Alexa called him back five minutes later, and said they accepted with delight. He was staying at the Ritz, and suggested they come there for dinner, and they could eat in the garden. The weather was beautiful and warm. He invited them for eight-thirty. And at the appointed hour, Alexa and Savannah met him at the restaurant, wearing skirts and sandals and pretty blouses, with their blond hair brushed straight down their backs. They looked more like sisters than mother and daughter, and he said they looked like twins.
The hotel was very beautiful, with an ornate mirrored lobby and huge vases of flowers everywhere. And the garden table where the headwaiter settled them was relaxed and balmy in a marble courtyard with a fountain, and there was music coming from the main restaurant. It was a perfect way to spend a warm Paris night, and he looked happy to see them.
"How was Hong Kong?" Alexa asked him after introducing him to Savannah, who was unusually quiet. She was watching him and how he looked at her mother. No question, he liked her, and not just as a friend. Savannah approved. He seemed nice, he was friendly, he wasn't pompous, and he had a good sense of humor. It was a good beginning.
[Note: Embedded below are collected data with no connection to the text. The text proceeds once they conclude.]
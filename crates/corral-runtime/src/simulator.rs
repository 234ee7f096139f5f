//! Background resource simulator.
//!
//! Perturbs every container's CPU load and memory on a fixed schedule so
//! the monitor has something to show. Jitter values come from an
//! injected [`JitterSource`].

use std::sync::Arc;
use std::time::Duration;

use corral_common::config::SimulatorConfig;
use corral_common::constants::{CPU_LOAD_CEILING, PRIORITY_LEVELS};
use rand::rngs::StdRng;
use rand::{Rng, SeedableRng};
use tokio::task::JoinHandle;

use crate::kernel::Kernel;
use crate::signal::StopSignal;

/// Source of the pseudo-random values used by the simulation.
pub trait JitterSource: Send {
    /// Returns a CPU load percentage in `[0, 100)`.
    fn cpu_load(&mut self) -> f64;

    /// Returns a memory delta in `[-bound, bound)` megabytes.
    fn memory_delta(&mut self, bound: u32) -> i64;

    /// Returns a process priority in `0..PRIORITY_LEVELS`.
    fn priority(&mut self) -> u8;
}

/// [`JitterSource`] backed by a seedable RNG.
#[derive(Debug)]
pub struct RandomJitter {
    rng: StdRng,
}

impl RandomJitter {
    /// Seeds from the operating system.
    #[must_use]
    pub fn from_entropy() -> Self {
        Self {
            rng: StdRng::from_entropy(),
        }
    }

    /// Seeds deterministically.
    #[must_use]
    pub fn seeded(seed: u64) -> Self {
        Self {
            rng: StdRng::seed_from_u64(seed),
        }
    }
}

impl Default for RandomJitter {
    fn default() -> Self {
        Self::from_entropy()
    }
}

impl JitterSource for RandomJitter {
    fn cpu_load(&mut self) -> f64 {
        self.rng.gen_range(0.0..CPU_LOAD_CEILING)
    }

    fn memory_delta(&mut self, bound: u32) -> i64 {
        let bound = i64::from(bound.max(1));
        self.rng.gen_range(-bound..bound)
    }

    fn priority(&mut self) -> u8 {
        self.rng.gen_range(0..PRIORITY_LEVELS)
    }
}

/// Periodic CPU/memory perturbation over every registered container.
#[derive(Debug, Clone)]
pub struct ResourceSimulator {
    iterations: u32,
    interval: Duration,
    memory_jitter_mb: u32,
}

impl ResourceSimulator {
    /// Creates a simulator from its configuration section.
    #[must_use]
    pub const fn new(config: &SimulatorConfig) -> Self {
        Self {
            iterations: config.iterations,
            interval: config.interval(),
            memory_jitter_mb: config.memory_jitter_mb,
        }
    }

    /// Applies one round to every container under the registry lock.
    pub fn step(&self, kernel: &Kernel, jitter: &mut dyn JitterSource) {
        kernel.for_each_container(|container| {
            container.set_cpu_load(jitter.cpu_load());
            let memory = container.adjust_memory(jitter.memory_delta(self.memory_jitter_mb));
            tracing::trace!(id = %container.id(), memory, "resources perturbed");
        });
    }

    /// Runs every round, sleeping between them. Returns the number of
    /// rounds applied.
    pub async fn run(
        &self,
        kernel: &Kernel,
        mut jitter: Box<dyn JitterSource>,
        mut stop: Option<StopSignal>,
    ) -> u32 {
        let mut applied = 0;
        for _ in 0..self.iterations {
            if stop.as_ref().is_some_and(StopSignal::is_requested) {
                break;
            }
            self.step(kernel, jitter.as_mut());
            applied += 1;

            if let Some(signal) = stop.as_mut() {
                tokio::select! {
                    () = tokio::time::sleep(self.interval) => {}
                    () = signal.requested() => break,
                }
            } else {
                tokio::time::sleep(self.interval).await;
            }
        }
        tracing::debug!(applied, "resource simulator finished");
        applied
    }

    /// Runs the simulator on its own task.
    pub fn spawn(
        self,
        kernel: Arc<Kernel>,
        jitter: Box<dyn JitterSource>,
        stop: Option<StopSignal>,
    ) -> JoinHandle<u32> {
        tokio::spawn(async move { self.run(&kernel, jitter, stop).await })
    }
}

#[cfg(test)]
mod tests {
    use super::*;
    use crate::observe::{Observer, RecordingObserver};
    use crate::signal::stop_channel;

    struct Fixed {
        load: f64,
        delta: i64,
    }

    impl JitterSource for Fixed {
        fn cpu_load(&mut self) -> f64 {
            self.load
        }

        fn memory_delta(&mut self, _bound: u32) -> i64 {
            self.delta
        }

        fn priority(&mut self) -> u8 {
            0
        }
    }

    fn kernel() -> Arc<Kernel> {
        let observer: Arc<dyn Observer> = Arc::new(RecordingObserver::new());
        let kernel = Arc::new(Kernel::new(observer));
        let _ = kernel.create_container("c1", "WebServer", 512).expect("c1");
        let _ = kernel.create_container("c2", "Database", 1024).expect("c2");
        kernel
    }

    fn config(iterations: u32) -> SimulatorConfig {
        SimulatorConfig {
            iterations,
            interval_ms: 1,
            memory_jitter_mb: 25,
        }
    }

    #[test]
    fn random_values_stay_in_range() {
        let mut jitter = RandomJitter::seeded(7);
        for _ in 0..1000 {
            let load = jitter.cpu_load();
            assert!((0.0..100.0).contains(&load));
            let delta = jitter.memory_delta(25);
            assert!((-25..25).contains(&delta));
            assert!(jitter.priority() < PRIORITY_LEVELS);
        }
    }

    #[test]
    fn seeded_jitter_is_reproducible() {
        let mut a = RandomJitter::seeded(42);
        let mut b = RandomJitter::seeded(42);
        for _ in 0..10 {
            assert_eq!(a.memory_delta(25), b.memory_delta(25));
        }
    }

    #[test]
    fn step_rewrites_every_container() {
        let kernel = kernel();
        let sim = ResourceSimulator::new(&config(1));
        let mut jitter = Fixed {
            load: 42.0,
            delta: -12,
        };
        sim.step(&kernel, &mut jitter);

        let rows = kernel.snapshot();
        assert_eq!(rows[0].memory_mb, 500);
        assert_eq!(rows[1].memory_mb, 1012);
        assert!(rows.iter().all(|r| (r.cpu_load - 42.0).abs() < f64::EPSILON));
    }

    #[tokio::test]
    async fn spawned_run_applies_every_iteration() {
        let kernel = kernel();
        let sim = ResourceSimulator::new(&config(4));
        let jitter = Box::new(Fixed {
            load: 10.0,
            delta: 5,
        });

        let applied = sim
            .spawn(Arc::clone(&kernel), jitter, None)
            .await
            .expect("join");

        assert_eq!(applied, 4);
        assert_eq!(kernel.snapshot()[0].memory_mb, 532);
    }

    #[tokio::test]
    async fn stop_signal_ends_run() {
        let kernel = kernel();
        let sim = ResourceSimulator::new(&config(100));
        let (handle, signal) = stop_channel();
        handle.request();

        let applied = sim
            .run(&kernel, Box::new(RandomJitter::seeded(1)), Some(signal))
            .await;
        assert_eq!(applied, 0);
        assert_eq!(kernel.snapshot()[0].memory_mb, 512);
    }
}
"Short, hot, and busy," Edward Baldwin said about Hong Kong. "I'm looking forward to the South of France. I haven't had a vacation in months. I need one." He led a stressful life, and so did she. Particularly after the Quentin trial and four arduous months of preparation.
They ordered dinner, and he asked Savannah about her plans for school. He was impressed by Princeton, and said that his daughter was a senior at UCLA and wanted to go to medical school. She didn't want to come back to the East, and was hooked on California and hoping to get into Stanford.
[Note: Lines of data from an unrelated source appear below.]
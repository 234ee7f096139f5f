//! Observation sink.
//!
//! Observations are the one-way status lines a kernel run produces. They
//! are distinct from `tracing` diagnostics: an [`Observer`] decides where
//! they end up (console, log, memory).

use std::fmt;

use parking_lot::Mutex;

use crate::monitor::ContainerSnapshot;

/// A single emitted status line.
#[derive(Debug, Clone, PartialEq)]
pub enum Observation {
    /// A container was registered.
    ContainerCreated {
        /// Container name.
        name: String,
    },
    /// A container is about to dispatch its processes.
    ContainerStarting {
        /// Container name.
        name: String,
    },
    /// A container is about to stop its processes.
    ContainerStopping {
        /// Container name.
        name: String,
    },
    /// Start of a monitor cycle.
    MonitorHeader,
    /// One container row of a monitor cycle.
    MonitorRow(ContainerSnapshot),
    /// A message was passed between two containers.
    MessageSent {
        /// Sender container name.
        from: String,
        /// Receiver container name.
        to: String,
        /// Message text.
        text: String,
    },
    /// A message endpoint did not resolve.
    MessagingError,
    /// A process action began executing.
    ProcessStarted {
        /// Process name.
        name: String,
    },
    /// A process action finished.
    ProcessCompleted {
        /// Process name.
        name: String,
    },
    /// A process action returned an error or panicked.
    ProcessFailed {
        /// Process name.
        name: String,
        /// Failure description.
        reason: String,
    },
    /// Every container has been stopped.
    AllStopped,
}

impl fmt::Display for Observation {
    fn fmt(&self, f: &mut fmt::Formatter<'_>) -> fmt::Result {
        match self {
            Self::ContainerCreated { name } => write!(f, "[Kernel] Created container: {name}"),
            Self::ContainerStarting { name } => write!(f, "[Kernel] Starting container: {name}"),
            Self::ContainerStopping { name } => write!(f, "[Kernel] Stopping container: {name}"),
            Self::MonitorHeader => write!(f, "=== Kernel Monitoring ==="),
            Self::MonitorRow(row) => write!(
                f,
                "Container {} | Memory: {}MB | CPU: {:.2}% | Running Processes: {}",
                row.name, row.memory_mb, row.cpu_load, row.running
            ),
            Self::MessageSent { from, to, text } => write!(f, "[Kernel] {from} -> {to} : {text}"),
            Self::MessagingError => write!(f, "[Kernel] Messaging error: container not found"),
            Self::ProcessStarted { name } => write!(f, "Process {name} started"),
            Self::ProcessCompleted { name } => write!(f, "Process {name} completed"),
            Self::ProcessFailed { name, reason } => write!(f, "Process {name} failed: {reason}"),
            Self::AllStopped => write!(f, "[Kernel] All containers stopped."),
        }
    }
}

/// Destination of observations.
pub trait Observer: Send + Sync {
    /// Receives one observation.
    fn emit(&self, observation: &Observation);
}

/// Forwards observations to `tracing` at info level.
#[derive(Debug, Default, Clone, Copy)]
pub struct TracingObserver;

impl Observer for TracingObserver {
    fn emit(&self, observation: &Observation) {
        tracing::info!(target: "corral::observe", "{observation}");
    }
}

/// Keeps every observation in memory, in emission order.
#[derive(Debug, Default)]
pub struct RecordingObserver {
    seen: Mutex<Vec<Observation>>,
}

impl RecordingObserver {
    /// Creates an empty recorder.
    #[must_use]
    pub fn new() -> Self {
        Self::default()
    }

    /// Returns a copy of everything recorded so far.
    #[must_use]
    pub fn observations(&self) -> Vec<Observation> {
        self.seen.lock().clone()
    }

    /// Returns the recorded observations rendered as lines.
    #[must_use]
    pub fn lines(&self) -> Vec<String> {
        self.seen.lock().iter().map(ToString::to_string).collect()
    }

    /// Counts recorded observations matching `pred`.
    pub fn count(&self, pred: impl Fn(&Observation) -> bool) -> usize {
        self.seen.lock().iter().filter(|o| pred(o)).count()
    }

    /// Drops everything recorded so far.
    pub fn clear(&self) {
        self.seen.lock().clear();
    }
}

impl Observer for RecordingObserver {
    fn emit(&self, observation: &Observation) {
        self.seen.lock().push(observation.clone());
    }
}

#[cfg(test)]
mod tests {
    use corral_common::types::ContainerId;

    use super::*;

    #[test]
    fn kernel_lines_render_exactly() {
        let cases = [
            (
                Observation::ContainerCreated {
                    name: "WebServer".into(),
                },
                "[Kernel] Created container: WebServer",
            ),
            (
                Observation::ContainerStarting {
                    name: "Database".into(),
                },
                "[Kernel] Starting container: Database",
            ),
            (
                Observation::ContainerStopping {
                    name: "Database".into(),
                },
                "[Kernel] Stopping container: Database",
            ),
            (Observation::MonitorHeader, "=== Kernel Monitoring ==="),
            (
                Observation::MessageSent {
                    from: "WebServer".into(),
                    to: "Database".into(),
                    text: "ping".into(),
                },
                "[Kernel] WebServer -> Database : ping",
            ),
            (
                Observation::MessagingError,
                "[Kernel] Messaging error: container not found",
            ),
            (Observation::AllStopped, "[Kernel] All containers stopped."),
        ];
        for (observation, line) in cases {
            assert_eq!(observation.to_string(), line);
        }
    }

    #[test]
    fn monitor_row_uses_two_decimals() {
        let row = Observation::MonitorRow(ContainerSnapshot {
            id: ContainerId::new("c1"),
            name: "WebServer".into(),
            memory_mb: 512,
            cpu_load: 37.5,
            running: 2,
        });
        assert_eq!(
            row.to_string(),
            "Container WebServer | Memory: 512MB | CPU: 37.50% | Running Processes: 2"
        );
    }

    #[test]
    fn process_lines_render_exactly() {
        let started = Observation::ProcessStarted {
            name: "HTTP Server".into(),
        };
        let completed = Observation::ProcessCompleted {
            name: "HTTP Server".into(),
        };
        assert_eq!(started.to_string(), "Process HTTP Server started");
        assert_eq!(completed.to_string(), "Process HTTP Server completed");
    }

    #[test]
    fn recorder_keeps_order_and_clears() {
        let recorder = RecordingObserver::new();
        recorder.emit(&Observation::MonitorHeader);
        recorder.emit(&Observation::AllStopped);

        assert_eq!(
            recorder.lines(),
            vec!["=== Kernel Monitoring ===", "[Kernel] All containers stopped."]
        );
        let headers = recorder.count(|o| matches!(o, Observation::MonitorHeader));
        assert_eq!(headers, 1);

        recorder.clear();
        assert!(recorder.observations().is_empty());
    }
}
"My mom wouldn't let me go there." Savannah smiled at him. "Too far away, but I didn't get into Stanford anyway. UCLA's a great school. I should have applied there, but I didn't."
"Princeton will be fine, thank you," Alexa interjected. "I don't want you three thousand miles away. Four months in Charleston was bad enough. I miss you too much," she said, and both the senator and her daughter smiled at her. She was honest about it. "You're the only kid I have."
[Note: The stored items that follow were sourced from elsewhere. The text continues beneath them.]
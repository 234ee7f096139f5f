//! Cooperative stop signals.
//!
//! A [`StopHandle`] raises the signal once; any number of cloned
//! [`StopSignal`]s observe it. Raising is synchronous so it can be done
//! from a signal handler or from under a lock.

use tokio::sync::watch;

/// Creates a connected handle/signal pair.
#[must_use]
pub fn stop_channel() -> (StopHandle, StopSignal) {
    let (tx, rx) = watch::channel(false);
    (StopHandle { tx }, StopSignal { rx })
}

/// Sending half of a stop signal.
#[derive(Debug)]
pub struct StopHandle {
    tx: watch::Sender<bool>,
}

impl StopHandle {
    /// Raises the signal. Idempotent.
    pub fn request(&self) {
        let _ = self.tx.send_replace(true);
    }

    /// Returns whether the signal was already raised.
    #[must_use]
    pub fn is_requested(&self) -> bool {
        *self.tx.borrow()
    }

    /// Returns a new receiver observing this handle.
    #[must_use]
    pub fn signal(&self) -> StopSignal {
        StopSignal {
            rx: self.tx.subscribe(),
        }
    }
}

/// Receiving half of a stop signal.
#[derive(Debug, Clone)]
pub struct StopSignal {
    rx: watch::Receiver<bool>,
}

impl StopSignal {
    /// Returns whether a stop has been requested.
    #[must_use]
    pub fn is_requested(&self) -> bool {
        *self.rx.borrow()
    }

    /// Resolves once a stop has been requested.
    ///
    /// If the handle is dropped without raising the signal this never
    /// resolves, so it is safe to use as a `select!` branch.
    pub async fn requested(&mut self) {
        let closed = self.rx.wait_for(|stop| *stop).await.is_err();
        if closed {
            std::future::pending::<()>().await;
        }
    }
}

#[cfg(test)]
mod tests {
    use std::time::Duration;

    use super::*;

    #[test]
    fn request_is_visible_to_every_signal() {
        let (handle, signal) = stop_channel();
        let late = handle.signal();
        assert!(!signal.is_requested());

        handle.request();
        handle.request();

        assert!(handle.is_requested());
        assert!(signal.is_requested());
        assert!(late.is_requested());
    }

    #[tokio::test]
    async fn requested_wakes_waiter() {
        let (handle, mut signal) = stop_channel();
        let waiter = tokio::spawn(async move { signal.requested().await });
        handle.request();
        tokio::time::timeout(Duration::from_secs(1), waiter)
            .await
            .expect("waiter woke")
            .expect("waiter joined");
    }

    #[tokio::test]
    async fn dropped_handle_never_fires() {
        let (handle, mut signal) = stop_channel();
        drop(handle);
        let waited = tokio::time::timeout(Duration::from_millis(20), signal.requested()).await;
        assert!(waited.is_err());
    }
}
They talked about art and theater then, and what Savannah wanted to study. It was like an easy evening with an old friend, and he was good with kids. She had seen that when she had had dinner at his ex-wife's house with her three teenage sons, who were in and out constantly and seemed totally at ease with Edward and he with them. He told Savannah she should come to Was.h.i.+ngton and visit the Senate. She looked interested, and he told her she was welcome anytime. He had an easy, comfortable way with people and a sharp mind. And by the end of the evening, Alexa and Savannah were totally at ease with him. He walked them out after dinner and put them in a cab back to their hotel. They stood in the Place Vendome for a minute, admiring how beautiful it was. It was all lit up and spectacular looking with the obelisk in the center. And then they got in the cab and gave the driver the address of their hotel on the Left Bank. Edward waved and strode back into the Ritz.
"I like him," Savannah said, as they drove across the Alexandre III Bridge to the Left Bank.
"I do too," Alexa admitted. "Just as a friend."
"Why just as a friend?" Savannah challenged her. "Why not more than that? You can't stay alone forever. I'm leaving in September. Then what are you going to do?" Savannah was serious. She worried about her. And it was time for her mother to have a man in her life again. It had been too long, and she was still young. She wasn't even forty yet, although she would be soon. Edward Baldwin was fifty-two, which Savannah thought was a good age for her mother.